There are different programme formats, such as radio and TV programmes, where people have debates. And the mistake that led to that editorial policy update was the idea that these programmes needed to balance opposing viewpoints on climate change, primarily for the sake of argument rather than delving into the issue itself. This is known as “false balance”.
However, the debates were focusing on the wrong aspects: the broad tenets of climate science are unarguable now. Legitimate debates can revolve around how we tackle this challenge, the policies to pursue, the balance of renewable energies needed, the transition from reliance on gas and coal, and the rapid deployment of electric cars in Europe. These are policy matters that merit debate, but the discussion about the fundamental physical basis of climate change is no longer up for debate. So, by all means, have the policy debate. But don’t ask me to sit there and have somebody saying climate change is real and somebody saying it’s not real. We’re past that.
How did you establish a network of climate science experts and how do you report on their research?

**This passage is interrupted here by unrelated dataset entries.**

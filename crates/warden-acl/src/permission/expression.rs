//! Permission expressions: `post.view`, `post.view|post.edit`, `create&delete`

use std::str::FromStr;

use serde::{Deserialize, Serialize};

use crate::error::{AclError, Result};

const OR_DELIMITER: char = '|';
const AND_DELIMITERS: [char; 2] = ['&', ','];

/// Boolean operator joining the atoms of a compound expression
#[derive(Debug, Clone, Copy, PartialEq, Eq, Serialize, Deserialize)]
#[serde(rename_all = "lowercase")]
pub enum Operator {
    And,
    Or,
}

impl FromStr for Operator {
    type Err = AclError;

    fn from_str(s: &str) -> Result<Self> {
        match s {
            "and" => Ok(Operator::And),
            "or" => Ok(Operator::Or),
            _ => Err(AclError::InvalidOperator(s.to_string())),
        }
    }
}

impl std::fmt::Display for Operator {
    fn fmt(&self, f: &mut std::fmt::Formatter<'_>) -> std::fmt::Result {
        match self {
            Operator::And => write!(f, "and"),
            Operator::Or => write!(f, "or"),
        }
    }
}

/// How the atoms of a parsed expression are reduced
#[derive(Debug, Clone, Copy, PartialEq, Eq)]
pub enum Combinator {
    /// One atom, checked directly
    Single,
    And,
    Or,
}

impl From<Operator> for Combinator {
    fn from(op: Operator) -> Self {
        match op {
            Operator::And => Combinator::And,
            Operator::Or => Combinator::Or,
        }
    }
}

/// Raw query as supplied by a caller
#[derive(Debug, Clone, PartialEq, Eq)]
pub enum PermissionQuery {
    /// Possibly delimited string
    Text(String),
    /// Pre-split permission names
    List(Vec<String>),
}

impl From<&str> for PermissionQuery {
    fn from(s: &str) -> Self {
        PermissionQuery::Text(s.to_string())
    }
}

impl From<String> for PermissionQuery {
    fn from(s: String) -> Self {
        PermissionQuery::Text(s)
    }
}

impl From<&String> for PermissionQuery {
    fn from(s: &String) -> Self {
        PermissionQuery::Text(s.clone())
    }
}

impl From<Vec<String>> for PermissionQuery {
    fn from(list: Vec<String>) -> Self {
        PermissionQuery::List(list)
    }
}

impl From<Vec<&str>> for PermissionQuery {
    fn from(list: Vec<&str>) -> Self {
        PermissionQuery::List(list.into_iter().map(str::to_string).collect())
    }
}

impl From<&[&str]> for PermissionQuery {
    fn from(list: &[&str]) -> Self {
        PermissionQuery::List(list.iter().map(|s| s.to_string()).collect())
    }
}

impl<const N: usize> From<[&str; N]> for PermissionQuery {
    fn from(list: [&str; N]) -> Self {
        PermissionQuery::List(list.iter().map(|s| s.to_string()).collect())
    }
}

/// A parsed permission expression
#[derive(Debug, Clone, PartialEq, Eq)]
pub struct Expression {
    atoms: Vec<String>,
    combinator: Combinator,
}

impl Expression {
    /// Parse a query, optionally forcing the operator.
    ///
    /// `|` infers OR, `&` or `,` infers AND, and the first delimiter found
    /// decides. A list with several entries defaults to AND. An explicit
    /// operator overrides the inferred one and must be `and` or `or` when the
    /// expression has more than one atom; for a single atom it is ignored.
    pub fn parse(
        query: impl Into<PermissionQuery>,
        explicit_operator: Option<&str>,
    ) -> Result<Self> {
        let (atoms, inferred) = match query.into() {
            PermissionQuery::Text(text) => split_text(&text),
            PermissionQuery::List(list) => (clean_atoms(list), Operator::And),
        };

        if atoms.len() <= 1 {
            return Ok(Self {
                atoms,
                combinator: Combinator::Single,
            });
        }

        let operator = match explicit_operator {
            Some(op) => op.parse::<Operator>()?,
            None => inferred,
        };

        Ok(Self {
            atoms,
            combinator: operator.into(),
        })
    }

    /// Atoms in the order they were written
    pub fn atoms(&self) -> &[String] {
        &self.atoms
    }

    pub fn combinator(&self) -> Combinator {
        self.combinator
    }

    pub fn is_compound(&self) -> bool {
        self.combinator != Combinator::Single
    }
}

fn clean_atoms<I, S>(atoms: I) -> Vec<String>
where
    I: IntoIterator<Item = S>,
    S: AsRef<str>,
{
    atoms
        .into_iter()
        .map(|atom| atom.as_ref().trim().to_string())
        .filter(|atom| !atom.is_empty())
        .collect()
}

fn split_text(text: &str) -> (Vec<String>, Operator) {
    let inferred = text
        .chars()
        .find(|c| *c == OR_DELIMITER || AND_DELIMITERS.contains(c))
        .map(|c| if c == OR_DELIMITER { Operator::Or } else { Operator::And })
        .unwrap_or(Operator::And);

    let atoms = clean_atoms(
        text.split(|c: char| c == OR_DELIMITER || AND_DELIMITERS.contains(&c)),
    );
    (atoms, inferred)
}

#[cfg(test)]
mod tests {
    use super::*;

    #[test]
    fn test_single_atom() {
        let expr = Expression::parse("post.view", None).unwrap();
        assert_eq!(expr.atoms(), ["post.view"]);
        assert_eq!(expr.combinator(), Combinator::Single);
        assert!(!expr.is_compound());
    }

    #[test]
    fn test_pipe_infers_or() {
        let expr = Expression::parse("post.view|post.delete", None).unwrap();
        assert_eq!(expr.atoms(), ["post.view", "post.delete"]);
        assert_eq!(expr.combinator(), Combinator::Or);
    }

    #[test]
    fn test_ampersand_and_comma_infer_and() {
        let expr = Expression::parse("post.view&post.delete", None).unwrap();
        assert_eq!(expr.combinator(), Combinator::And);

        let expr = Expression::parse("post.view, post.delete", None).unwrap();
        assert_eq!(expr.atoms(), ["post.view", "post.delete"]);
        assert_eq!(expr.combinator(), Combinator::And);
    }

    #[test]
    fn test_first_delimiter_decides() {
        let expr = Expression::parse("a|b&c", None).unwrap();
        assert_eq!(expr.atoms(), ["a", "b", "c"]);
        assert_eq!(expr.combinator(), Combinator::Or);
    }

    #[test]
    fn test_explicit_operator_overrides() {
        let expr = Expression::parse("a|b", Some("and")).unwrap();
        assert_eq!(expr.combinator(), Combinator::And);

        let expr = Expression::parse("a&b", Some("or")).unwrap();
        assert_eq!(expr.combinator(), Combinator::Or);
    }

    #[test]
    fn test_operator_is_case_sensitive() {
        let err = Expression::parse("a&b", Some("OR")).unwrap_err();
        assert!(matches!(err, AclError::InvalidOperator(ref op) if op == "OR"));
        assert!(Expression::parse(["a", "b"], Some("And")).is_err());

        // A single atom never looks at the operator
        assert!(Expression::parse("a", Some("OR")).is_ok());
    }

    #[test]
    fn test_list_is_verbatim_and_defaults_to_and() {
        let expr = Expression::parse(["publish", "edit"], None).unwrap();
        assert_eq!(expr.atoms(), ["publish", "edit"]);
        assert_eq!(expr.combinator(), Combinator::And);

        let expr = Expression::parse(vec!["edit"], Some("or")).unwrap();
        assert_eq!(expr.combinator(), Combinator::Single);
    }

    #[test]
    fn test_invalid_operator_on_compound() {
        let err = Expression::parse(["edit", "publish"], Some("xor")).unwrap_err();
        assert!(matches!(err, AclError::InvalidOperator(op) if op == "xor"));
    }

    #[test]
    fn test_operator_ignored_for_single_atom() {
        let expr = Expression::parse("create.view", Some("xor")).unwrap();
        assert_eq!(expr.combinator(), Combinator::Single);
    }

    #[test]
    fn test_empty_atoms_are_dropped() {
        let expr = Expression::parse("a||b|", None).unwrap();
        assert_eq!(expr.atoms(), ["a", "b"]);

        let expr = Expression::parse("", None).unwrap();
        assert!(expr.atoms().is_empty());
    }

    #[test]
    fn test_operator_round_trip_display() {
        assert_eq!("and".parse::<Operator>().unwrap().to_string(), "and");
        assert_eq!("or".parse::<Operator>().unwrap(), Operator::Or);
        assert!("xor".parse::<Operator>().is_err());
        assert!(" Or ".parse::<Operator>().is_err());
        assert!(" or".parse::<Operator>().is_err());
        assert!("AND".parse::<Operator>().is_err());
    }
}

Building this network took time and effort. When I was a young reporter starting out for the very first time, I struggled to find stories worth reporting on. After a period of time, I started to build the network up, and now I have so many offers of story ideas that I have to be very selective about what I write. I like to ask scientists for two crucial elements: time and pictures. An advance notice to prepare news reports before their research findings are published is crucial, because a scientific paper is old the moment that the curtain is lifted. And visual content is essential to complement the story, as visuals often enhance reader engagement.
Jonathan Amos has been a science reporter with the BBC since 1994. He was part of the team that set up the BBC News website in 1997. His online reporting focuses on the Earth sciences, with a particular interest in the changes taking place in polar regions. Jonathan is also known for his coverage of European space activities.